A autogestão, como realização concreta de poder dos produtores, foi experimentada ao longo da História em vários locais do mundo e em diversas épocas.Desde a Comuna de Paris passando pelos sovietes da revolução Russa, na Catalunha Republicana e socialista, no Portugal do 25 de Abril de 1974, na França e na América Latina, nomeadamente no Brasil.Foi um tema polémico na esquerda e continua a ser ainda hoje.Entretanto, tanto a direita liberal e conservadora como a esquerda estatista não gostam do conceito nem da realidade.A Constituição Portuguesa ainda prevê a autogestão!
Vem isto a propósito de um recente debate em que participei pelo 43º aniversário da BASE-FUT, em Coimbra, animado por dois investigadores sociais daquela cidade e com uma plateia de gente na sua maioria das gerações de Abril de 74.A revitalização de um sindicalismo solidário e autónomo, aliado dos movimentos sociais modernos e a autogestão foram as principais ideias que atravessaram o debate.Enquanto alguns colocavam reservas à autogestão como ideia mobilizadora para os tempos atuais, outros consideravam que a mesma tinha mais do que nunca interessantes possibilidades!Eu coloco-me no lote dos segundos, ou seja, nas potencialidades da autogestão no atual quadro de grandes transformações económicas, tecnológicas e políticas.
A autogestão como autogoverno dos produtores/consumidores é uma ideia futurista, uma utopia mobilizadora para a ação.No entanto, a ideia tem várias dimensões que correspondem a práticas pedagógicas, sociais e políticas já possíveis hoje.Vejamos:
1º A autogestão como pedagogia cultural e política: é o elemento essencial, digamos o núcleo revolucionário da autogestão. Tal pedagogia exige que tudo se construa da base para o topo.As assembleias decidem e os eleitos executam.Tal pedagogia é aplicada em toda a nossa vida, nomeadamente na vida sindical, na escola, na economia social, no bairro ou cidade.Os cidadãos/produtores/consumidores participam nas decisões da sua comunidade e não entregam tudo nas mãos do eleitos.Hoje com as novas tecnologias a participação foi muito potenciada e facilitada.A autogestão como pedagogia conduz à emancipação cultural e política, ao combate à dominação de uns homens por outros.A cooperação substitui paulatinamente a concorrência.

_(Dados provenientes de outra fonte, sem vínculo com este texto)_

// Copyright 2025-present Affirm Contributors
// SPDX-License-Identifier: Apache-2.0

//! Containment checks and the trait behind them.
//!
//! Membership means different things to different containers: element
//! equality for sequences and sets, key lookup for maps, substring or
//! character lookup for strings. The [`Container`] trait names that seam
//! once so the two check functions never care which container they got.

use std::collections::{BTreeMap, BTreeSet, HashMap, HashSet};
use std::fmt::Debug;
use std::hash::Hash;

use crate::options::CheckOptions;
use crate::outcome::{settle, CheckResult};

/// Containers that can answer a membership question for `T`.
pub trait Container<T: ?Sized> {
    /// Whether `candidate` is a member of this container.
    fn admits(&self, candidate: &T) -> bool;
}

/// Check that `value` is a member of `container`.
///
/// Fails with `expected {value} to be in {container}`.
///
/// # Example
///
/// ```
/// use affirm::{contains, CheckOptions};
///
/// contains(&[1, 2, 3][..], &2, &CheckOptions::DEFAULT).unwrap();
/// contains("hello", "ell", &CheckOptions::DEFAULT).unwrap();
/// ```
pub fn contains<C, T>(container: &C, value: &T, opts: &CheckOptions) -> CheckResult
where
    C: Container<T> + Debug + ?Sized,
    T: Debug + ?Sized,
{
    settle(container.admits(value), opts, || {
        format!("expected {:?} to be in {:?}", value, container)
    })
}

/// Check that `value` is not a member of `container`.
///
/// Fails with `expected {value} to not be in {container}`.
pub fn does_not_contain<C, T>(container: &C, value: &T, opts: &CheckOptions) -> CheckResult
where
    C: Container<T> + Debug + ?Sized,
    T: Debug + ?Sized,
{
    settle(!container.admits(value), opts, || {
        format!("expected {:?} to not be in {:?}", value, container)
    })
}

impl<T: PartialEq> Container<T> for [T] {
    fn admits(&self, candidate: &T) -> bool {
        self.contains(candidate)
    }
}

impl<T: PartialEq, const N: usize> Container<T> for [T; N] {
    fn admits(&self, candidate: &T) -> bool {
        self.as_slice().contains(candidate)
    }
}

impl<T: PartialEq> Container<T> for Vec<T> {
    fn admits(&self, candidate: &T) -> bool {
        self.as_slice().contains(candidate)
    }
}

impl<T: Eq + Hash> Container<T> for HashSet<T> {
    fn admits(&self, candidate: &T) -> bool {
        self.contains(candidate)
    }
}

impl<T: Ord> Container<T> for BTreeSet<T> {
    fn admits(&self, candidate: &T) -> bool {
        self.contains(candidate)
    }
}

/// Maps admit their keys, not their values.
impl<K: Eq + Hash, V> Container<K> for HashMap<K, V> {
    fn admits(&self, candidate: &K) -> bool {
        self.contains_key(candidate)
    }
}

/// Maps admit their keys, not their values.
impl<K: Ord, V> Container<K> for BTreeMap<K, V> {
    fn admits(&self, candidate: &K) -> bool {
        self.contains_key(candidate)
    }
}

/// Substring membership.
impl Container<str> for str {
    fn admits(&self, candidate: &str) -> bool {
        self.contains(candidate)
    }
}

/// Character membership.
impl Container<char> for str {
    fn admits(&self, candidate: &char) -> bool {
        self.contains(*candidate)
    }
}

impl Container<str> for String {
    fn admits(&self, candidate: &str) -> bool {
        self.as_str().contains(candidate)
    }
}

impl Container<char> for String {
    fn admits(&self, candidate: &char) -> bool {
        self.as_str().contains(*candidate)
    }
}
//! Mass broadcast with delivery accounting.
//!
//! Partial failure is the steady state here: a blocked or vanished
//! recipient increments `failed` and the loop keeps going.

use std::{sync::Arc, time::Duration};

use crate::{
    domain::UserId, formatting, messaging::port::Transport, users::UserDirectory, Result,
};

#[derive(Clone, Copy, Debug, Default, PartialEq, Eq)]
pub struct BroadcastReport {
    pub delivered: usize,
    pub failed: usize,
    pub total: usize,
}

pub struct BroadcastDispatcher {
    users: Arc<UserDirectory>,
    transport: Arc<dyn Transport>,
    admin: UserId,
    /// Pause after every this-many sends; 0 disables pacing.
    pause_every: usize,
    pause: Duration,
}

impl BroadcastDispatcher {
    pub fn new(
        users: Arc<UserDirectory>,
        transport: Arc<dyn Transport>,
        admin: UserId,
        pause_every: usize,
        pause: Duration,
    ) -> Self {
        Self {
            users,
            transport,
            admin,
            pause_every,
            pause,
        }
    }

    /// Send `text` to every known user except the admin.
    ///
    /// The recipient list is snapshotted up front, so no registry or
    /// directory state is held while sends are in flight. Errs only on a
    /// store failure; per-recipient delivery failures are accounted, not
    /// propagated.
    pub async fn broadcast(&self, text: &str) -> Result<BroadcastReport> {
        let recipients = self.users.all_except(self.admin).await?;
        let body = formatting::tag_broadcast(text);

        let mut report = BroadcastReport {
            total: recipients.len(),
            ..BroadcastReport::default()
        };

        for (i, user) in recipients.iter().enumerate() {
            if self.pause_every > 0 && i > 0 && i % self.pause_every == 0 {
                tokio::time::sleep(self.pause).await;
            }

            match self.transport.send(user.id, &body).await {
                Ok(()) => report.delivered += 1,
                Err(e) => {
                    report.failed += 1;
                    tracing::warn!(recipient = %user.id, error = %e, "broadcast delivery failed");
                }
            }
        }

        tracing::info!(
            delivered = report.delivered,
            failed = report.failed,
            total = report.total,
            "broadcast finished"
        );
        Ok(report)
    }
}

#[cfg(test)]
mod tests {
    use super::*;
    use crate::messaging::port::TransportError;
    use crate::store::{MemoryStore, StateStore};
    use async_trait::async_trait;
    use std::collections::HashSet;
    use tokio::sync::Mutex;

    const ADMIN: UserId = UserId(1);

    #[derive(Default)]
    struct FakeTransport {
        sent_to: Mutex<Vec<UserId>>,
        unreachable: Mutex<HashSet<i64>>,
    }

    #[async_trait]
    impl Transport for FakeTransport {
        async fn send(
            &self,
            recipient: UserId,
            _text: &str,
        ) -> std::result::Result<(), TransportError> {
            if self.unreachable.lock().await.contains(&recipient.0) {
                return Err(TransportError::Unreachable {
                    recipient,
                    reason: "bot was blocked".to_string(),
                });
            }
            self.sent_to.lock().await.push(recipient);
            Ok(())
        }
    }

    async fn directory_with_users(n: i64) -> Arc<UserDirectory> {
        let store: Arc<dyn StateStore> = Arc::new(MemoryStore::new());
        let users = Arc::new(UserDirectory::new(store));
        users.save_contact(ADMIN, "Admin", None, 0).await.unwrap();
        for i in 0..n {
            users
                .save_contact(UserId(100 + i), &format!("user{i}"), None, i)
                .await
                .unwrap();
        }
        users
    }

    #[tokio::test]
    async fn accounting_adds_up_with_a_failure_subset() {
        let users = directory_with_users(6).await;
        let transport = Arc::new(FakeTransport::default());
        {
            let mut unreachable = transport.unreachable.lock().await;
            unreachable.insert(101);
            unreachable.insert(104);
        }

        let dispatcher =
            BroadcastDispatcher::new(users, transport.clone(), ADMIN, 0, Duration::ZERO);
        let report = dispatcher.broadcast("studio news").await.unwrap();

        assert_eq!(report.total, 6);
        assert_eq!(report.failed, 2);
        assert_eq!(report.delivered, 4);
        assert_eq!(report.delivered + report.failed, report.total);

        // The loop never aborted: everyone reachable got the message.
        let sent = transport.sent_to.lock().await;
        assert_eq!(sent.len(), 4);
        assert!(!sent.contains(&ADMIN));
    }

    #[tokio::test]
    async fn empty_directory_reports_zeroes() {
        let users = directory_with_users(0).await;
        let dispatcher = BroadcastDispatcher::new(
            users,
            Arc::new(FakeTransport::default()),
            ADMIN,
            0,
            Duration::ZERO,
        );

        let report = dispatcher.broadcast("anyone?").await.unwrap();
        assert_eq!(report, BroadcastReport::default());
    }

    #[tokio::test]
    async fn pacing_does_not_change_accounting() {
        let users = directory_with_users(5).await;
        let transport = Arc::new(FakeTransport::default());
        let dispatcher = BroadcastDispatcher::new(
            users,
            transport.clone(),
            ADMIN,
            2,
            Duration::from_millis(1),
        );

        let report = dispatcher.broadcast("paced").await.unwrap();
        assert_eq!(report.delivered, 5);
        assert_eq!(report.failed, 0);
        assert_eq!(report.total, 5);
    }
}
//! Telegram adapter (teloxide).
//!
//! This crate implements the `srb-core` Transport port over the Telegram
//! Bot API and hosts the polling runner + update handlers.

use async_trait::async_trait;

use teloxide::{prelude::*, types::ParseMode, ApiError, RequestError};

use tokio::time::sleep;

use srb_core::{
    domain::UserId,
    messaging::port::{Transport, TransportError},
};

pub mod handlers;
pub mod keyboards;
pub mod runner;
pub mod texts;

#[derive(Clone)]
pub struct TelegramTransport {
    bot: Bot,
}

impl TelegramTransport {
    pub fn new(bot: Bot) -> Self {
        Self { bot }
    }

    fn tg_chat(user: UserId) -> teloxide::types::ChatId {
        // Private chats share the user's numeric id.
        teloxide::types::ChatId(user.0)
    }

    fn map_err(recipient: UserId, e: RequestError) -> TransportError {
        match &e {
            RequestError::Api(api) => match api {
                ApiError::BotBlocked
                | ApiError::BotKicked
                | ApiError::UserDeactivated
                | ApiError::CantInitiateConversation
                | ApiError::CantTalkWithBots => TransportError::Unreachable {
                    recipient,
                    reason: api.to_string(),
                },
                _ => TransportError::Other(e.to_string()),
            },
            _ => TransportError::Other(e.to_string()),
        }
    }
}

#[async_trait]
impl Transport for TelegramTransport {
    async fn send(
        &self,
        recipient: UserId,
        text: &str,
    ) -> std::result::Result<(), TransportError> {
        const MAX_RETRIES: usize = 1;
        let mut attempts = 0usize;
        loop {
            let res = self
                .bot
                .send_message(Self::tg_chat(recipient), text.to_string())
                .parse_mode(ParseMode::Html)
                .await;

            match res {
                Ok(_) => return Ok(()),
                Err(RequestError::RetryAfter(d)) if attempts < MAX_RETRIES => {
                    attempts += 1;
                    sleep(d).await;
                }
                Err(e) => return Err(Self::map_err(recipient, e)),
            }
        }
    }
}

2ºA autogestão na dimensão económica:apenas num quadro de crise ou num quadro de superação do capitalismo se pode aplicar a autogestão económica.Tais situações ocorreram quase em todas as revoluções quando os patrões abandonam as unidades produtivas.Podem ocorrer em casos em que os trabalhadores decidem tomar nas suas mãos a empresa apesar de estarem num quadro de economia privada de mercado.As experiências e a prática da economia social e solidária são uma forma de viver e praticar a autogestão, estabelecendo relações cooperativas de trabalho e de produção num quadro de democracia participativa.
3º A autogestão na dimensão política: promovendo orgãos de participação e decisão popular sempre onde e quando for possível.Comissões para resolver os problemas concretos da população, promover e aprofundar os orçamentos participativos,organizar a participação da população nos órgãos autárquicos.A autogestão política é a soberania popular, a criação de novos locais e órgãos de poder.
Desta maneira a autogestão pode ser praticada no dia a dia como pedagogia, como proposta económica e política que, funcionando como uma utopia possível, exige-nos práticas sociais e políticas não vanguardistas, democráticas e de participação.A autogestão é, assim, uma seiva que pode revigorar a política enquanto cuidado da polis, da cidade!Ela é um antídoto contra o cinismo, o oportunismo e o populismo fascista!